Insights into Australia's clinical trial activity


Monday, 15 January, 2018


Insights into Australia's clinical trial activity

A new report by the Australian New Zealand Clinical Trial Registry, housed in NHMRC Clinical Trials Centre at the University of Sydney, reveals favourable insights into clinical trials in Australia — an area that receives more than $1 billion of investment each year.

The report represents one of the most comprehensive assessments of clinical trial activity in Australia ever undertaken, according to the researchers. It draws on data from 10,549 Australian clinical trials registered between 2006 and 2015, highlighting important national trends in Australian clinical trial activity.

“Clinical trials are an essential part of an effective and efficient healthcare sector, and a vital strategy in ensuring better health for all Australians,” said Associate Professor Lisa Askie, director of Systematic Reviews and Health Technology Assessment at the NHMRC Clinical Trials Centre.

“They ensure that the best treatments, to both prevent and treat illness, are assessed rigorously before being implemented into routine care.

“As such, it is vital to ensure that the clinical trials we are doing in Australia meet the needs of our citizens, and that the clinical trials sector remains robust and competitive by international standards.”

The report found that a total of 5.2 million people have participated in Australian clinical trials registered from 2006 to 2015. Just under half (45%) of these trials had some kind of industry involvement, either as a funding source, primary sponsor, secondary sponsor or other collaborator.
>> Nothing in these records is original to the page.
//! Telecom call center: text-mode CLI
//!
//! Drives the call-turn runtime from the terminal. Typed text stands in for
//! transcribed speech and the agent reply is printed instead of spoken.
//!
//! Usage:
//!   callcenter turn --text "my bill is wrong, overcharged 500 rupees"
//!   callcenter turn --text "still no refund" --call-id C-1A2B3C4D-250101120000
//!   callcenter call --offline
//!   callcenter scenarios
//!   callcenter logs --call-id C-1A2B3C4D-250101120000

mod config;

use std::io::{self, BufRead, Write};
use std::path::PathBuf;
use std::sync::Arc;

use clap::{Parser, Subcommand};
use tracing::warn;
use tracing_subscriber::EnvFilter;

use callcenter_contracts::{
    error::CallcenterResult,
    script::{extract_script_text, ScriptParts},
    state::CallState,
};
use callcenter_core::{
    traits::{CallLogWriter, TextGenerator},
    CallGraph, CallSession,
};
use callcenter_llm::{GroqClient, OfflineGenerator};
use callcenter_log::{verify_log, FileCallLogWriter, InMemoryCallLogWriter};
use callcenter_telecom::{build_call_graph, scenarios};

use crate::config::AppConfig;

// ── CLI definition ────────────────────────────────────────────────────────────

/// Telecom voice call center, text mode.
#[derive(Parser)]
#[command(
    name = "callcenter",
    about = "Telecom call-turn runtime: classify a complaint and script the agent reply",
    long_about = "Runs call turns through preprocessing, intent classification with a keyword\n\
                  fallback, routing, and one of six scripted telecom handlers."
)]
struct Cli {
    /// Path to a TOML config file (default: ./callcenter.toml if present).
    #[arg(long, global = true)]
    config: Option<PathBuf>,

    #[command(subcommand)]
    command: Command,
}

#[derive(Subcommand)]
enum Command {
    /// Run a single turn for one utterance.
    Turn {
        /// The caller's utterance.
        #[arg(long)]
        text: String,
        /// Continue an existing call instead of starting a new one.
        #[arg(long)]
        call_id: Option<String>,
        /// Use the offline backend instead of the hosted model.
        #[arg(long)]
        offline: bool,
    },
    /// Interactive call: one utterance per line, `/end` to hang up.
    Call {
        #[arg(long)]
        offline: bool,
    },
    /// Run the built-in end-to-end scenarios (no network).
    Scenarios,
    /// List recorded calls, or show one call's turns.
    Logs {
        #[arg(long)]
        call_id: Option<String>,
    },
}

// ── Entry point ───────────────────────────────────────────────────────────────

fn main() {
    let cli = Cli::parse();

    let config = match AppConfig::load(cli.config.as_deref()) {
        Ok(config) => config,
        Err(e) => {
            eprintln!("callcenter: {}", e);
            std::process::exit(2);
        }
    };

    // RUST_LOG wins over the configured level.
    tracing_subscriber::fmt()
        .with_env_filter(
            EnvFilter::try_from_default_env()
                .or_else(|_| EnvFilter::try_new(&config.logging.level))
                .unwrap_or_else(|_| EnvFilter::new("warn")),
        )
        .with_target(false)
        .compact()
        .init();

    let result = match cli.command {
        Command::Turn { text, call_id, offline } => run_turn(&config, &text, call_id, offline),
        Command::Call { offline } => run_call(&config, offline),
        Command::Scenarios => run_scenarios(),
        Command::Logs { call_id } => run_logs(&config, call_id.as_deref()),
    };

    if let Err(e) = result {
        eprintln!("callcenter: {}", e);
        std::process::exit(1);
    }
}

// ── Wiring ────────────────────────────────────────────────────────────────────

fn build_graph(config: &AppConfig, offline: bool) -> CallcenterResult<CallGraph> {
    let keywords = config.keyword_table()?;
    let generator: Arc<dyn TextGenerator> = if offline {
        Arc::new(OfflineGenerator)
    } else {
        Arc::new(GroqClient::new(config.llm_config())?)
    };
    build_call_graph(generator, keywords)
}

/// The graph, or `None` when it cannot be built. Turns still complete, with
/// the system-error script.
fn graph_or_degraded(config: &AppConfig, offline: bool) -> Option<CallGraph> {
    match build_graph(config, offline) {
        Ok(graph) => Some(graph),
        Err(e) => {
            warn!(error = %e, "call graph unavailable; turns will return the system-error script");
            eprintln!("warning: {}", e);
            None
        }
    }
}

fn call_log(config: &AppConfig) -> Box<dyn CallLogWriter> {
    if config.call_log.enabled {
        Box::new(FileCallLogWriter::new(&config.call_log.dir))
    } else {
        Box::new(InMemoryCallLogWriter::new())
    }
}

/// Resume `call_id` from its recorded transcript, or start it fresh.
fn resume_session(config: &AppConfig, call_id: String) -> CallSession {
    let transcript = FileCallLogWriter::new(&config.call_log.dir)
        .load(&call_id)
        .ok()
        .flatten()
        .and_then(|log| log.latest_state().cloned())
        .and_then(|state| serde_json::from_value::<CallState>(state).ok())
        .map(|state| state.transcript)
        .unwrap_or_default();
    CallSession::resume(call_id, transcript)
}

// ── Commands ──────────────────────────────────────────────────────────────────

fn run_turn(
    config: &AppConfig,
    text: &str,
    call_id: Option<String>,
    offline: bool,
) -> CallcenterResult<()> {
    let graph = graph_or_degraded(config, offline);
    let log = call_log(config);
    let mut session = match call_id {
        Some(id) => resume_session(config, id),
        None => CallSession::start(),
    };

    let state = session.take_turn(graph.as_ref(), text, &*log)?;
    print_turn(&state);
    Ok(())
}

fn run_call(config: &AppConfig, offline: bool) -> CallcenterResult<()> {
    let graph = graph_or_degraded(config, offline);
    let log = call_log(config);
    let mut session = CallSession::start();

    println!("Call {} connected. Type an utterance per line, /end to hang up.", session.call_id());

    let stdin = io::stdin();
    let mut lines = stdin.lock().lines();
    loop {
        print!("caller> ");
        let _ = io::stdout().flush();

        let Some(Ok(line)) = lines.next() else { break };
        let line = line.trim();
        if line == "/end" {
            break;
        }
        if line.is_empty() {
            continue;
        }

        let state = session.take_turn(graph.as_ref(), line, &*log)?;
        print_turn(&state);
    }

    session.end();
    println!("{}", CallSession::END_OF_CALL_NOTICE);
    if config.call_log.enabled {
        println!("Log: {}", config.call_log.dir.join(format!("{}.json", session.call_id())).display());
    }
    Ok(())
}

fn run_scenarios() -> CallcenterResult<()> {
    let reports = scenarios::run_all()?;
    let mut failures = 0;

    for (idx, report) in reports.iter().enumerate() {
        println!("=== Scenario {}: {} ===", idx + 1, report.title);
        for check in &report.checks {
            println!("  [{}] {}", if check.passed { "PASS" } else { "FAIL" }, check.name);
        }
        if let Some(handler) = report.handler {
            println!("  Handler:  {}", handler);
        }
        println!("  Reply:    {}", extract_script_text(Some(&report.final_state.script)));
        println!();
        if !report.passed() {
            failures += 1;
        }
    }

    if failures > 0 {
        eprintln!("{} scenario(s) failed", failures);
        std::process::exit(1);
    }
    println!("All {} scenarios passed.", reports.len());
    Ok(())
}

fn run_logs(config: &AppConfig, call_id: Option<&str>) -> CallcenterResult<()> {
    let store = FileCallLogWriter::new(&config.call_log.dir);

    let Some(call_id) = call_id else {
        let ids = store.list()?;
        if ids.is_empty() {
            println!("No call logs in {}", store.dir().display());
        }
        for id in ids {
            match store.load(&id) {
                Ok(Some(log)) => println!(
                    "{}  {} turn(s)  chain {}",
                    id,
                    log.turns.len(),
                    if verify_log(&log) { "VERIFIED" } else { "BROKEN" }
                ),
                Ok(None) => {}
                Err(e) => println!("{}  unreadable: {}", id, e),
            }
        }
        return Ok(());
    };

    let Some(log) = store.load(call_id)? else {
        println!("No log recorded for call {}", call_id);
        return Ok(());
    };

    println!("Call {}", log.call_id);
    for turn in &log.turns {
        let state: Option<CallState> = serde_json::from_value(turn.state.clone()).ok();
        match state {
            Some(state) => println!(
                "  #{} {}  intent={} confidence={:.2}  reply={}",
                turn.sequence,
                turn.recorded_at.format("%Y-%m-%d %H:%M:%S"),
                state.intent,
                state.confidence,
                extract_script_text(Some(&state.script))
            ),
            None => println!("  #{} (state not readable)", turn.sequence),
        }
    }
    println!(
        "Chain integrity: {}",
        if verify_log(&log) { "VERIFIED" } else { "BROKEN" }
    );
    Ok(())
}

// ── Output ────────────────────────────────────────────────────────────────────

fn print_turn(state: &CallState) {
    let reply = extract_script_text(Some(&state.script));

    println!("Call:        {}", state.call_id);
    println!("Intent:      {} ({:.2})", state.intent, state.confidence);
    if !state.entities.is_empty() {
        let entities: Vec<String> = state
            .entities
            .iter()
            .map(|(k, v)| format!("{}={}", k, v))
            .collect();
        println!("Entities:    {}", entities.join(", "));
    }
    match ScriptParts::parse(&reply) {
        Some(parts) => {
            println!("Agent:       {}", parts.customer_message);
            println!("Action:      {}", parts.action_label);
            println!("Note:        {}", parts.internal_note);
        }
        None => println!("Agent:       {}", reply),
    }
    println!("Next action: {}", state.next_action.as_str());
    println!();
}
Cancer has been the most frequently studied health issue in recent Australian clinical trials at 18%, followed by mental health (10%) and cardiovascular conditions (12%). Trial activity in mental health has grown particularly steadily since 2006, and trials registered each year in this area have outnumbered trials for all other health conditions, except cancer, since 2010.

Measured against the relative ‘burden of disease’ represented by the top National Health Priority Area conditions, cardiovascular disease has seen fewer trials than would be expected but significantly more participants. For mental health, the number of trials is close to what would be expected, but the total number of trial participants is lower. Meanwhile, some areas of high disease burden, such as dementia and obesity, remain under-represented.

Clinical trials in Australia assess multiple types of interventions, including drug treatments (47%), surgery (4%), medical devices (10%), behavioural therapies (10%) and prevention strategies (11%). The range of activity includes large, multicentre, phase 3 trials likely to have an impact on clinical practice directly, as well as early-phase trials testing novel therapies or interventions that may become the new best treatments of tomorrow. Australia ranks towards the middle of comparable nations in terms of clinical trial activity on a per capita basis, above Canada and Ireland, for example, and below Sweden and New Zealand.

More than $1 billion is invested in Australian clinical trials each year by both government and industry — an investment that is said to represent great value for money. For example, a recent joint report by the Australian Clinical Trials Alliance and the Australian Commission on Safety and Quality in Health Care showed that in investigator-initiated trials conducted within trial networks, for every $1 invested there was a greater than $5 return on investment. Several other studies have demonstrated significant return on investment and improved health outcomes in systems with high clinical trial research participation.

“The information contained within this report will help consumers, clinicians, industry, universities and those in the healthcare sector to better prioritise, plan and perform clinical trials,” said Professor Askie.

“This will lead to innovation and efficiency, and will help improve the health of all Australians.”

Professor Askie suggested that prioritisation of trials in future “should be based on factors such as disease burden or gaps in health outcomes between different populations, and include those areas with the potential to have a greater impact and return on investment”.

“For example, clinical trials targeting interventions in the perinatal or early childhood period could be important in terms of lifetime benefits.”